Mauck C K, Baker J M, Barr S P, Johanson W M, Archer D F
Contraceptive Research and Development (CONRAD) Program, Eastern Virginia Medical School, Arlington, USA.
Contraception. 1997 Aug;56(2):97-102. doi: 10.1016/s0010-7824(97)00099-1.
The objectives of this study were 1) to assess the ability of a new contraceptive vaginal film containing two doses of nonoxynol-9 (N-9) to prevent the penetration of sperm into midcycle cervical mucus, and 2) to determine the effect of the film on the vaginal epithelium. The novel formulation was compared with VCF (a currently marketed film also containing N-9). Ten women underwent two baseline cycles of postcoital testing in which no film was used, followed by three test cycles in which Allendale-N9 film, a new film containing either 100 or 130 mg N-9, or VCF containing 70mg N-9 was used. The sequence of testing cycles was randomized. In each cycle, condoms were used prior to midcycle, then a midcycle cervical mucus specimen was examined to ensure midcycle characteristics and the absence of sperm. Each woman then had intercourse using either no film (baseline cycles) or a test film (test cycles) and returned 2-3 h afterwards. Cervical mucus was again assessed for adequacy and the presence of sperm. Each woman also underwent colposcopy using a protocol developed by the World Health Organization.
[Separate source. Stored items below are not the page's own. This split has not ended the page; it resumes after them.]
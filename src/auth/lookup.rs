//! Slow user lookup
//!
//! Answers whether a username is in the credential table after a delay
//! proportional to the username's length, mimicking a slow remote server.
//! One step is charged per character and a progress marker is written after
//! each step.

use log::{debug, warn};
use std::io::{self, Write};
use std::time::Duration;
use tokio::io::{AsyncWrite, AsyncWriteExt};

use super::credentials;
use crate::config::LookupConfig;

/// Total delay a lookup of `username` incurs under `config`
pub fn simulated_latency(username: &str, config: &LookupConfig) -> Duration {
    let steps = u32::try_from(step_count(username)).unwrap_or(u32::MAX);
    config.step_delay().saturating_mul(steps)
}

/// Checks whether `username` exists, blocking for one second per character
/// and printing a `.` to stdout after each second.
///
/// Any input is accepted; the empty string returns `false` immediately.
pub fn check_user_exists(username: &str) -> bool {
    let config = LookupConfig::default();
    // Unlocked handle: stdout is only locked for each marker write.
    let mut stdout = LossyProgress::new(io::stdout());

    match check_user_exists_with(username, &config, &mut stdout) {
        Ok(exists) => exists,
        Err(e) => {
            warn!("Failed to write lookup progress for {:?}: {}", username, e);
            credentials::contains(username)
        }
    }
}

/// Progress sink that logs the first write failure and then discards output,
/// so a broken sink never cuts the simulated delay short.
pub(crate) struct LossyProgress<W> {
    inner: W,
    failed: bool,
}

impl<W: Write> LossyProgress<W> {
    pub(crate) fn new(inner: W) -> Self {
        Self {
            inner,
            failed: false,
        }
    }

    fn absorb(&mut self, result: io::Result<()>) {
        if let Err(e) = result {
            warn!("Progress output failed, continuing silently: {}", e);
            self.failed = true;
        }
    }
}

impl<W: Write> Write for LossyProgress<W> {
    fn write(&mut self, buf: &[u8]) -> io::Result<usize> {
        if !self.failed {
            let result = self.inner.write_all(buf);
            self.absorb(result);
        }
        Ok(buf.len())
    }

    fn flush(&mut self) -> io::Result<()> {
        if !self.failed {
            let result = self.inner.flush();
            self.absorb(result);
        }
        Ok(())
    }
}

/// Blocking lookup with explicit settings and progress sink.
///
/// Errors only when writing progress fails.
pub fn check_user_exists_with<W: Write>(
    username: &str,
    config: &LookupConfig,
    out: &mut W,
) -> io::Result<bool> {
    debug!(
        "Looking up {:?} (simulated latency {:?})",
        username,
        simulated_latency(username, config)
    );

    let step = config.step_delay();
    let mut wait = step_count(username);
    while wait > 0 {
        std::thread::sleep(step);
        if config.show_progress {
            out.write_all(config.progress_marker.as_bytes())?;
            out.flush()?;
        }
        wait -= 1;
    }

    Ok(finish(username))
}

/// Async lookup; sleeps on the tokio timer instead of blocking the thread
pub async fn check_user_exists_async<W>(
    username: &str,
    config: &LookupConfig,
    out: &mut W,
) -> io::Result<bool>
where
    W: AsyncWrite + Unpin,
{
    debug!(
        "Looking up {:?} (simulated latency {:?})",
        username,
        simulated_latency(username, config)
    );

    let step = config.step_delay();
    let mut wait = step_count(username);
    while wait > 0 {
        tokio::time::sleep(step).await;
        if config.show_progress {
            out.write_all(config.progress_marker.as_bytes()).await?;
            out.flush().await?;
        }
        wait -= 1;
    }

    Ok(finish(username))
}

fn step_count(username: &str) -> usize {
    username.chars().count()
}

fn finish(username: &str) -> bool {
    let exists = credentials::contains(username);
    debug!("Lookup of {:?} finished: exists={}", username, exists);
    exists
}
//! Error handlers
//!
//! Logging and exit-code mapping for the `pwdb` binary.

use crate::error::types::PwdbError;
use log::error;

/// Exit status when every requested user exists
pub const EXIT_ALL_FOUND: i32 = 0;
/// Exit status when at least one requested user is missing
pub const EXIT_NOT_FOUND: i32 = 1;
/// Exit status for usage and configuration problems
pub const EXIT_USAGE: i32 = 2;
/// Exit status when output could not be written
pub const EXIT_IO: i32 = 3;

/// Log a pwdb error
pub fn handle_error(err: &PwdbError) {
    error!("pwdb error: {}", err);
}

/// Convert error to process exit code
pub fn error_to_exit_code(err: &PwdbError) -> i32 {
    match err {
        PwdbError::Config(_) => EXIT_USAGE,
        PwdbError::Io(_) => EXIT_IO,
    }
}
The average number of progressively motile sperm seen per high power field were as follows: average of the two baseline cycles, 19.3; test cycle with Allendale-N9 film containing 100 mg N-9, 0.6; test cycle with Allendale-N9 film containing 130 mg N-9, 0.9; and test cycle with VCF, 0.5. There was no significant difference between baseline cycles or between test cycles in the number of progressively motile sperm per high power field (HPF) seen (p = 0.31 and p > or = 0.50, respectively). The average number of motile sperm seen in each test cycle did, however, differ significantly from the number in either baseline cycle (p < 0.02). The majority of colposcopic examinations were normal. In one baseline cycle and eight test cycles, colposcopy showed superficial de-epithelialization without underlying inflammation. There was no apparent dose response and in all cases the volunteers were asymptomatic. A vaginal contraceptive containing either 100 or 130 mg N-9 in a new film base appears to be safe and comparable to VCF in preventing sperm from entering midcycle cervical mucus.
1)评估一种含有两剂壬苯醇醚-9(N-9)的新型避孕阴道膜阻止精子穿透月经周期中期宫颈黏液的能力;2)确定该阴道膜对阴道上皮的影响。将这种新型制剂与VCF(一种目前市场上销售的同样含有N-9的阴道膜)进行比较。10名女性进行了两个未使用阴道膜的性交后测试基线周期,随后进行三个测试周期,分别使用艾伦代尔-N9膜(一种含有100或130毫克N-9的新型阴道膜)或含有70毫克N-9的VCF。测试周期的顺序是随机的。在每个周期中,月经周期中期之前使用避孕套,然后检查一份月经周期中期的宫颈黏液样本,以确保其具有月经周期中期的特征且无精子。然后,每位女性在不使用阴道膜(基线周期)或使用测试阴道膜(测试周期)的情况下进行性交,并在2 - 3小时后返回。再次评估宫颈黏液是否合适以及是否存在精子。每位女性还按照世界卫生组织制定的方案接受了阴道镜检查。每个高倍视野中观察到的进行性活动精子的平均数量如下:两个基线周期的平均值为19.3;使用含有100毫克N-9的艾伦代尔-N9膜的测试周期为0.6;使用含有130毫克N-9的艾伦代尔-N9膜的测试周期为0.9;使用VCF的测试周期为0.5。在每个高倍视野中观察到的进行性活动精子数量,基线周期之间或测试周期之间均无显著差异(p分别为0.31和p≥0.50)。然而,每个测试周期中观察到的活动精子平均数量与任何一个基线周期中的数量均有显著差异(p<0.02)。大多数阴道镜检查结果正常。在一个基线周期和八个测试周期中,阴道镜检查显示有浅表性上皮脱失,但无潜在炎症。未观察到明显的剂量反应,所有情况下志愿者均无症状。一种以新型膜为基质、含有100或130毫克N-9的阴道避孕药在阻止精子进入月经周期中期宫颈黏液方面似乎是安全的,且与VCF相当。